Based on the findings of an onsite unannounced Medicare recertification survey conducted on September 25, 2023 through September 27, 2023, Pdi- Walnut Tower, was identified to have the following standard level deficiency that was determined to be in compliance with the requirements of 42 CFR, Part 494.62, Subpart B, Conditions for Coverage of Suppliers of End-Stage Renal Disease (ESRD) Services-Emergency Preparedness.




Plan of Correction:




494.62(d)(1) STANDARD
ESRD EP Training Program

Name - Component - 00
§494.62(d)(1): Condition for Coverage:
(d)(1) Training program. The dialysis facility must do all of the following:
(i) Provide initial training in emergency preparedness policies and procedures to all new and existing staff, individuals providing services under arrangement, and volunteers, consistent with their expected roles.
(ii) Provide emergency preparedness training at least every 2 years.
Staff training must:
(iii) Demonstrate staff knowledge of emergency procedures, including informing patients of-
(A) What to do;
(B) Where to go, including instructions for occasions when the geographic area of the dialysis facility must be evacuated;
(C) Whom to contact if an emergency occurs while the patient is not in the dialysis facility.

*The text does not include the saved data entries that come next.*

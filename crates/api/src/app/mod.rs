//! HTTP application wiring (Axum router + service wiring).
//!
//! - `services.rs`: store + ledger service wiring
//! - `routes/`: HTTP routes + handlers
//! - `dto.rs`: request/response DTOs and JSON mapping helpers
//! - `errors.rs`: consistent error responses

use std::sync::Arc;

use axum::{routing::get, Extension, Router};
use tower::ServiceBuilder;

pub mod dto;
pub mod errors;
pub mod routes;
pub mod services;

/// Build the full HTTP router (public entrypoint used by `main.rs`).
pub fn build_app() -> Router {
    let services = Arc::new(services::build_services());

    Router::new()
        .route("/health", get(routes::system::health))
        .merge(routes::router().layer(Extension(services)))
        .layer(ServiceBuilder::new())
}
//! Abstract ledger storage: a balance table paired with an append-only
//! history log.

use std::sync::Arc;

use async_trait::async_trait;

use pointledger_core::{StoreError, UserId};

use crate::model::{PointBalance, PointHistory, TransactionType};

/// Storage collaborator of the mutation core.
///
/// Each method is atomic relative to the store itself, but the store is NOT
/// assumed to serialize *across* calls. Read-modify-write sequences are only
/// safe under the core's per-user lock, which is why the core holds it even
/// over stores that happen to offer atomic single-row updates.
#[async_trait]
pub trait PointStore: Send + Sync {
    /// Current balance, or `None` for an account the store has never seen.
    ///
    /// Absence is data, not an error; the core collapses it to zero.
    async fn read_balance(&self, user_id: UserId) -> Result<Option<PointBalance>, StoreError>;

    /// Upsert the balance and append the paired history record in one call.
    ///
    /// Implementations must commit both or neither, and must assign history
    /// ids monotonically. Failures propagate to the caller; the core never
    /// retries or compensates.
    async fn write_balance_with_history(
        &self,
        user_id: UserId,
        new_balance: i64,
        amount: i64,
        kind: TransactionType,
        time_millis: i64,
    ) -> Result<PointBalance, StoreError>;

    /// All history records for a user, in insertion order.
    ///
    /// Empty for unknown users, never an error.
    async fn list_histories(&self, user_id: UserId) -> Result<Vec<PointHistory>, StoreError>;
}

#[async_trait]
impl<S> PointStore for Arc<S>
where
    S: PointStore + ?Sized,
{
    async fn read_balance(&self, user_id: UserId) -> Result<Option<PointBalance>, StoreError> {
        (**self).read_balance(user_id).await
    }

    async fn write_balance_with_history(
        &self,
        user_id: UserId,
        new_balance: i64,
        amount: i64,
        kind: TransactionType,
        time_millis: i64,
    ) -> Result<PointBalance, StoreError> {
        (**self)
            .write_balance_with_history(user_id, new_balance, amount, kind, time_millis)
            .await
    }

    async fn list_histories(&self, user_id: UserId) -> Result<Vec<PointHistory>, StoreError> {
        (**self).list_histories(user_id).await
    }
}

This contact information must include an alternate emergency phone number for the facility for instances when the dialysis facility is unable to receive phone calls due to an emergency situation (unless the facility has the ability to forward calls to a working phone number under such emergency conditions); and
(D) How to disconnect themselves from the dialysis machine if an emergency occurs.
(iv) Demonstrate that, at a minimum, its patient care staff maintains current CPR certification; and
(v) Properly train its nursing staff in the use of emergency equipment and emergency drugs.
(vi) Maintain documentation of the training.
(vii) If the emergency preparedness policies and procedures are significantly updated, the dialysis facility must conduct training on the updated policies and procedures.

Observations:


Based on a review of the facility Medical Records (MR), facility policy, and an interview with the facility administrator, the facility did not conduct fire safety drills according to facility policy for four (4) of ten (10) MRs. MR# 1, 2, 3 & 4.

Findings include:

A review of Policy 4-07-01 "The Facility Emergency Management Plan (ICHD Home)" occurred on 9/27/23 at approximately 12:00 PM states: "Training and Education...Patients...Quaterly fire safety preparedness...document training on applicable forms..."

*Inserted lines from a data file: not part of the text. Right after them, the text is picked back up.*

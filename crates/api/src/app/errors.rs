use axum::http::StatusCode;
use axum::response::IntoResponse;
use serde_json::json;

use pointledger_core::PointError;

/// Map a ledger error onto a stable machine-readable code and status.
pub fn point_error_to_response(err: PointError) -> axum::response::Response {
    let (status, code) = match &err {
        PointError::InvalidUserId(_) => (StatusCode::BAD_REQUEST, "invalid_user_id"),
        PointError::UserIdTooLarge(_) => (StatusCode::BAD_REQUEST, "user_id_too_large"),
        PointError::NonIntegerAmount => (StatusCode::BAD_REQUEST, "non_integer_amount"),
        PointError::NegativeAmount(_) => (StatusCode::BAD_REQUEST, "negative_amount"),
        PointError::AmountTooLarge(_) => (StatusCode::BAD_REQUEST, "amount_too_large"),
        PointError::ZeroAmount => (StatusCode::BAD_REQUEST, "zero_amount"),
        PointError::BelowMinimumCharge { .. } => (StatusCode::BAD_REQUEST, "below_minimum_charge"),
        PointError::MaxBalanceExceeded { .. } => {
            (StatusCode::UNPROCESSABLE_ENTITY, "max_balance_exceeded")
        }
        PointError::InsufficientBalance { .. } => {
            (StatusCode::UNPROCESSABLE_ENTITY, "insufficient_balance")
        }
        PointError::Store(_) => (StatusCode::INTERNAL_SERVER_ERROR, "store_error"),
    };

    if matches!(err, PointError::Store(_)) {
        tracing::warn!("store failure surfaced to client: {err}");
    }

    json_error(status, code, err.to_string())
}

pub fn json_error(
    status: StatusCode,
    code: &'static str,
    message: impl Into<String>,
) -> axum::response::Response {
    (
        status,
        axum::Json(json!({
            "error": code,
            "message": message.into(),
        })),
    )
        .into_response()
}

A review of Medical Records was conducted on 9/26/23 and 9/27/23 from approximately 10:00 AM-2:00 PM.

MR#1 admission date 5/4/2017 did not have a fire safety drill conducted for the third quarter of 2022, fourth quarter of 2022 or the second quarter of 2023.

MR#2 admission date 1/11/2019 did not have a fire safety drill conducted for the third quarter of 2022, fourth quarter of 2022 or the second quarter of 2023.

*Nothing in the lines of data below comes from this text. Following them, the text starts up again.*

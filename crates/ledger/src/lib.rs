//! `pointledger-ledger`: the balance mutation core.
//!
//! Serializes concurrent charge/use operations per user, enforces the point
//! policy atomically, and keeps each balance consistent with its append-only
//! transaction history. Storage is abstract: see [`PointStore`].

pub mod model;
pub mod service;
pub mod store;

pub use model::{BalanceSnapshot, PointBalance, PointHistory, PointReceipt, TransactionType};
pub use service::PointService;
pub use store::PointStore;
//! Ledger error model.

use thiserror::Error;

/// Result type used across the ledger layers.
pub type PointResult<T> = Result<T, PointError>;

/// Failure of the underlying ledger store (read or write path).
///
/// Kept separate from [`PointError`] so store implementations can speak a
/// storage vocabulary without knowing the policy taxonomy.
#[derive(Debug, Error, Clone, PartialEq, Eq)]
pub enum StoreError {
    /// A balance or history read failed.
    #[error("read failed: {0}")]
    Read(String),

    /// The combined balance-update + history-append write failed.
    #[error("write failed: {0}")]
    Write(String),
}

impl StoreError {
    pub fn read(msg: impl Into<String>) -> Self {
        Self::Read(msg.into())
    }

    pub fn write(msg: impl Into<String>) -> Self {
        Self::Write(msg.into())
    }
}

/// Point operation error.
///
/// One variant per rejection condition; the HTTP boundary maps each variant
/// to a stable machine-readable code. Validation variants are raised before
/// any store access except `MaxBalanceExceeded` and `InsufficientBalance`,
/// which require the balance read.
#[derive(Debug, Error, Clone, PartialEq, Eq)]
pub enum PointError {
    /// User id is zero or negative.
    #[error("invalid user id: {0}")]
    InvalidUserId(i64),

    /// User id is beyond the plausible range.
    #[error("user id {0} is too large")]
    UserIdTooLarge(i64),

    /// The request carried an amount that is not a whole number of points.
    #[error("amount must be a whole number of points")]
    NonIntegerAmount,

    /// Amount is negative.
    #[error("amount must not be negative (got {0})")]
    NegativeAmount(i64),

    /// Amount is beyond the plausible range for a single transaction.
    #[error("amount {0} is too large")]
    AmountTooLarge(i64),

    /// A use of zero points is not a transaction.
    #[error("amount must be positive")]
    ZeroAmount,

    /// Charge amount is below the accepted minimum.
    #[error("charge amount {amount} is below the minimum of {minimum}")]
    BelowMinimumCharge { amount: i64, minimum: i64 },

    /// The post-charge balance would exceed the balance cap.
    #[error("balance {balance} would exceed the maximum of {maximum}")]
    MaxBalanceExceeded { balance: i64, maximum: i64 },

    /// Use amount exceeds the current balance.
    #[error("insufficient balance: requested {requested}, available {available}")]
    InsufficientBalance { requested: i64, available: i64 },

    /// The underlying store failed; propagated as-is, never retried here.
    #[error("store failure: {0}")]
    Store(#[from] StoreError),
}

MR#3 admission date 12/19/2016 did not have a fire safety drill conducted for the third quarter of 2022, fourth quarter of 2022 or the second quarter of 2023.

MR#4 admission date 6/1/2017 did not have a fire safety drill conducted for the third quarter of 2022, fourth quarter of 2022 or the second quarter of 2023.


An interview with the facility administrator conducted on 9/27/23 at 3:00 PM confirmed the above findings.













Plan of Correction:

The Facility Administrator or designee will in-service all clinical teammates starting 10/02/23. Surveyor observations were reviewed. Education included but was not limited to a review of Policy 4-07-01 "Facility Emergency Management Plan (EMP)" with emphasis on but not limited to: 1) The Facility Administrator or designee, is responsible to: Conduct and review quarterly fire safety and evacuation training and drills for compliance, identify additional training and education needs. 2) Fire safety drills: a. Required on a quarterly basis; one drill to be conducted for each shift of patients; b. Include patient emergency takeoff procedure, policy: Termination of Dialysis in an Emergency; c. Document training for ... patients; d. Complete exercise evaluation... e. Document in Governing Body and maintain with facility EMP. Verification of attendance is evidenced by teammate's signature on in-service sheet.
The Facility Administrator or designee will audit one hundred percent (100%) of patient files for the fire drill training documentation and update as needed by 11/26/23. The Facility Administrator or designee will audit fire drill documentation for three (3) quarters to verify compliance for all shifts of patients. Ongoing compliance will be monitored with the monthly ten percent (10%) medical records audits. Instances of non-compliance will be addressed immediately. The Facility Administrator or designee will review audit results with the Medical Director during the monthly Quality Assessment Performance Improvement meetings known as Facility Health Meetings, with supporting documentation included in the meeting minutes. The Facility Administrator is responsible for compliance with this plan of correction.



Initial Comments:


Based on the findings of an onsite unannounced Medicare recertification survey conducted on September 25, 2023 through September 27, 2023, Pdi- Walnut Tower, was identified to have the following standard level deficiencies that were determined to be in substantial compliance with the following requirements of 42 CFR, Part 494, Subparts A, B, C, and D, Conditions for Coverage of Suppliers of End-Stage Renal Disease (ESRD) Services.





Plan of Correction:




494.30(a)(1)(i) STANDARD
IC-IF TO STATION=DISP/DEDICATE OR DISINFECT

Name - Component - 00
Items taken into the dialysis station should either be disposed of, dedicated for use only on a single patient, or cleaned and disinfected before being taken to a common clean area or used on another patient.
-- Nondisposable items that cannot be cleaned and disinfected (e.g., adhesive tape, cloth covered blood pressure cuffs) should be dedicated for use only on a single patient.
-- Unused medications (including multiple dose vials containing diluents) or supplies (syringes, alcohol swabs, etc.) taken to the patient's station should be used only for that patient and should not be returned to a common clean area or used on other patients.



Observations:


Based on observation of the clinical area, facility policy and an interview with the facility administrator, the facility did not follow its policy regarding disinfection of non-disposable equipment for four (4) of four (4) observations. Observation # 1, 2, 3 & 4.

Findings include:

A review of facility policy was conducted on 9/27/23 at 12:00PM and revealed the following:

Policy, " 1-05-01 "Infection Control for Dialysis Facilities" states: "14. Non-disposable items are to be disinfected after each patient use, prior to removal from treatment area/station and if contaminated between uses...Stethoscopes will be disinfected with alcohol prep pad and/or 1:100 (one to one hundred) bleach solution and if they are visibly contaminated with blood or body fluids should be disinfected with a 1:10 (one to ten) bleach solution"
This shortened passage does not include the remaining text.